The CDC typically follows the recommendations of its advisory committees. Dr. Rochelle Walensky, the CDC director, is expected to promptly follow the latest guidance.

The Advisory Committee on Immunization Practices voted 11 to 2 in favor of children over 5 receiving a booster shot at least five months after their initial inoculation series. One member of the panel abstained.

The vote came at the close of a five-hour virtual meeting. “If and when CDC concurs with this recommendation we will send a notice out,” Kristen Nordlund, a CDC spokeswoman, said in an email following the vote.

Booster shots provide rugged protection against the meddlesome coronavirus mutations that have continued to move through the population in the pandemic’s third year.

New York is currently riding out a wave of the virus powered by fast-spreading subvariants of the omicron strain, and officials have urged complete vaccination.

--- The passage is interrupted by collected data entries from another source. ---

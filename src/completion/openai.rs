use std::env;
use std::fmt;
use std::time::Duration;

use async_trait::async_trait;
use reqwest::{Client, Url};
use serde::Deserialize;
use tracing::{debug, info, warn};

use super::{CompletionBackend, CompletionError, CompletionRequest};
use crate::config::Config;

const PROVIDER_NAME: &str = "openai";

/// Chat-completion client for OpenAI-compatible endpoints.
#[derive(Clone)]
pub struct OpenAiClient {
    client: Client,
    endpoint: Url,
    api_key: String,
    request_timeout: Duration,
}

impl fmt::Debug for OpenAiClient {
    fn fmt(&self, f: &mut fmt::Formatter<'_>) -> fmt::Result {
        f.debug_struct("OpenAiClient")
            .field("endpoint", &self.endpoint.as_str())
            .field("api_key", &"<redacted>")
            .field("request_timeout", &self.request_timeout)
            .finish()
    }
}

impl OpenAiClient {
    /// Reads the credential from the environment variable named in the config.
    pub fn from_config(config: &Config) -> Result<Self, CompletionError> {
        let api_key = match env::var(&config.api_key_env) {
            Ok(value) if !value.trim().is_empty() => value,
            _ => return Err(CompletionError::MissingCredential(config.api_key_env.clone())),
        };

        Self::new(
            &config.endpoint,
            api_key,
            Duration::from_secs(config.request_timeout_secs.max(5)),
        )
    }

    pub fn new(
        endpoint: &str,
        api_key: String,
        request_timeout: Duration,
    ) -> Result<Self, CompletionError> {
        let endpoint = Url::parse(endpoint).map_err(|err| {
            CompletionError::Configuration(format!("invalid endpoint {}: {}", endpoint, err))
        })?;

        let client = Client::builder()
            .user_agent("aihelper-rs/0.1")
            .connect_timeout(Duration::from_secs(10))
            .timeout(request_timeout)
            .pool_idle_timeout(Duration::from_secs(30))
            .build()
            .map_err(|err| {
                CompletionError::Configuration(format!("failed to build HTTP client: {}", err))
            })?;

        info!(
            "✅ Completion client ready (endpoint: {}, timeout: {:?})",
            endpoint, request_timeout
        );

        Ok(Self {
            client,
            endpoint,
            api_key,
            request_timeout,
        })
    }

    async fn send_once(&self, request: &CompletionRequest) -> Result<String, CompletionError> {
        if tracing::level_enabled!(tracing::Level::DEBUG) {
            if let Ok(payload) = serde_json::to_string(request) {
                debug!(payload = payload.as_str(), "Sending completion request");
            }
        }

        let response = self
            .client
            .post(self.endpoint.clone())
            .bearer_auth(&self.api_key)
            .json(request)
            .send()
            .await
            .map_err(|err| CompletionError::http(self.endpoint.as_str(), err))?;

        let status = response.status();
        if !status.is_success() {
            let body = response
                .json::<ApiErrorResponse>()
                .await
                .unwrap_or_default();
            let message = body
                .error
                .and_then(|err| err.message)
                .unwrap_or_else(|| format!("completion failed with status {status}"));
            warn!("{} returned {}: {}", PROVIDER_NAME, status, truncate(&message));
            return Err(CompletionError::status(status, truncate(&message)));
        }

        let payload: ChatCompletionResponse = response
            .json()
            .await
            .map_err(|err| CompletionError::response(err.to_string()))?;

        extract_first_message(payload)
    }
}

#[async_trait]
impl CompletionBackend for OpenAiClient {
    fn name(&self) -> &'static str {
        PROVIDER_NAME
    }

    async fn complete(&self, request: CompletionRequest) -> Result<String, CompletionError> {
        info!(
            provider = PROVIDER_NAME,
            model = request.model.as_str(),
            temperature = request.temperature,
            "🧠 Requesting completion ({} prompt chars)",
            request.prompt().chars().count()
        );

        let text = self.send_once(&request).await?;
        debug!("Completion arrived ({} chars)", text.chars().count());
        Ok(text)
    }
}

#[derive(Debug, Deserialize, Default)]
pub struct ChatCompletionResponse {
    #[serde(default)]
    pub choices: Vec<Choice>,
}

#[derive(Debug, Deserialize, Default)]
pub struct Choice {
    #[serde(default)]
    pub message: ChoiceMessage,
}

#[derive(Debug, Deserialize, Default)]
pub struct ChoiceMessage {
    #[serde(default)]
    pub content: Option<String>,
}

/// `choices[0].message.content`, or an error when it is absent.
pub fn extract_first_message(response: ChatCompletionResponse) -> Result<String, CompletionError> {
    let choice = response
        .choices
        .into_iter()
        .next()
        .ok_or(CompletionError::NoChoices)?;
    choice.message.content.ok_or(CompletionError::EmptyContent)
}

#[derive(Debug, Deserialize, Default)]
struct ApiErrorResponse {
    error: Option<ApiErrorDetail>,
}

#[derive(Debug, Deserialize, Default)]
struct ApiErrorDetail {
    message: Option<String>,
}

fn truncate(input: &str) -> String {
    const MAX_CHARS: usize = 512;
    if input.chars().count() <= MAX_CHARS {
        input.to_string()
    } else {
        let head: String = input.chars().take(MAX_CHARS).collect();
        format!("{}…", head)
    }
}


#[cfg(test)]
mod transport_tests {
    use super::*;
    use reqwest::StatusCode;
    use tokio::io::{AsyncReadExt, AsyncWriteExt};
    use tokio::net::TcpListener;
    use tokio::task::JoinHandle;

    /// Answers one request on a loopback port with `status` and `body`.
    /// The handle yields the raw request as received.
    async fn serve_once(status: &'static str, body: &'static str) -> (String, JoinHandle<String>) {
        let listener = TcpListener::bind(("127.0.0.1", 0)).await.expect("bind");
        let endpoint = format!("http://{}/v1/chat/completions", listener.local_addr().expect("addr"));

        let handle = tokio::spawn(async move {
            let (mut socket, _) = listener.accept().await.expect("accept");
            let request = read_request(&mut socket).await;
            let response = format!(
                "HTTP/1.1 {status}\r\nContent-Type: application/json\r\nContent-Length: {}\r\nConnection: close\r\n\r\n{body}",
                body.len()
            );
            socket.write_all(response.as_bytes()).await.expect("write");
            socket.shutdown().await.ok();
            request
        });

        (endpoint, handle)
    }

    async fn read_request(socket: &mut tokio::net::TcpStream) -> String {
        let mut buf = Vec::new();
        let mut chunk = [0u8; 1024];
        loop {
            let read = socket.read(&mut chunk).await.expect("read");
            if read == 0 {
                break;
            }
            buf.extend_from_slice(&chunk[..read]);

            let text = String::from_utf8_lossy(&buf).to_string();
            if let Some(header_end) = text.find("\r\n\r\n") {
                let content_length = text[..header_end]
                    .lines()
                    .filter_map(|line| line.split_once(':'))
                    .find(|(name, _)| name.trim().eq_ignore_ascii_case("content-length"))
                    .and_then(|(_, value)| value.trim().parse::<usize>().ok())
                    .unwrap_or(0);
                if buf.len() >= header_end + 4 + content_length {
                    break;
                }
            }
        }
        String::from_utf8_lossy(&buf).to_string()
    }

    fn client(endpoint: &str) -> OpenAiClient {
        OpenAiClient::new(endpoint, "test-key".to_string(), Duration::from_secs(5)).expect("client")
    }

    fn request() -> CompletionRequest {
        CompletionRequest::single("gpt-test", 0.0, "Say hello", None)
    }

    #[tokio::test]
    async fn successful_response_returns_first_choice() {
        let (endpoint, server) = serve_once(
            "200 OK",
            r#"{"choices":[{"message":{"role":"assistant","content":"Hello, world."}}]}"#,
        )
        .await;

        let text = client(&endpoint).complete(request()).await.expect("completion");
        assert_eq!(text, "Hello, world.");

        let received = server.await.expect("server task");
        let lowered = received.to_ascii_lowercase();
        assert!(lowered.starts_with("post /v1/chat/completions "));
        assert!(lowered.contains("authorization: bearer test-key"));
        assert!(received.contains(r#""model":"gpt-test""#));
        assert!(received.contains("Say hello"));
    }

    #[tokio::test]
    async fn error_status_carries_api_message() {
        let (endpoint, server) = serve_once(
            "500 Internal Server Error",
            r#"{"error":{"message":"boom"}}"#,
        )
        .await;

        let err = client(&endpoint)
            .complete(request())
            .await
            .expect_err("status error");
        match err {
            CompletionError::HttpStatus { status, message } => {
                assert_eq!(status, StatusCode::INTERNAL_SERVER_ERROR);
                assert_eq!(message, "boom");
            }
            other => panic!("unexpected error: {other:?}"),
        }

        let received = server.await.expect("server task");
        assert!(received
            .to_ascii_lowercase()
            .contains("authorization: bearer test-key"));
    }

    #[tokio::test]
    async fn refused_connection_is_a_transport_error() {
        let listener = TcpListener::bind(("127.0.0.1", 0)).await.expect("bind");
        let addr = listener.local_addr().expect("addr");
        drop(listener);

        let err = client(&format!("http://{addr}/v1/chat/completions"))
            .complete(request())
            .await
            .expect_err("connection refused");
        assert!(matches!(err, CompletionError::Http { .. }));
    }
}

“The best way to stay out of the hospital with COVID-19 is by keeping up to date with your vaccination and booster doses,” Gov. Hochul said in a statement Thursday, as her office announced 19 more coronavirus deaths.

The state’s weeklong test positivity sat at a striking 7.7% on Thursday, according to government figures, up from 1.9% two months ago. In New York City, the rate was slightly lower — 5.4% — but rising, according to the governor’s office.

About 39% of all New Yorkers have received booster shots, according to state data. And only about 37% of New York children ages 5 to 11 have completed their initial vaccination series, according to the state Health Department.

Dr. Denis Nash, a professor of epidemiology at the City University of New York, said the CDC panel’s recommendation marked a “really important development” given the state’s recent spike in cases. He encouraged parents to take advantage.

“There’s really no real downside,” Nash said, “and only upside of protecting kids against severe disease and in some rare cases death.”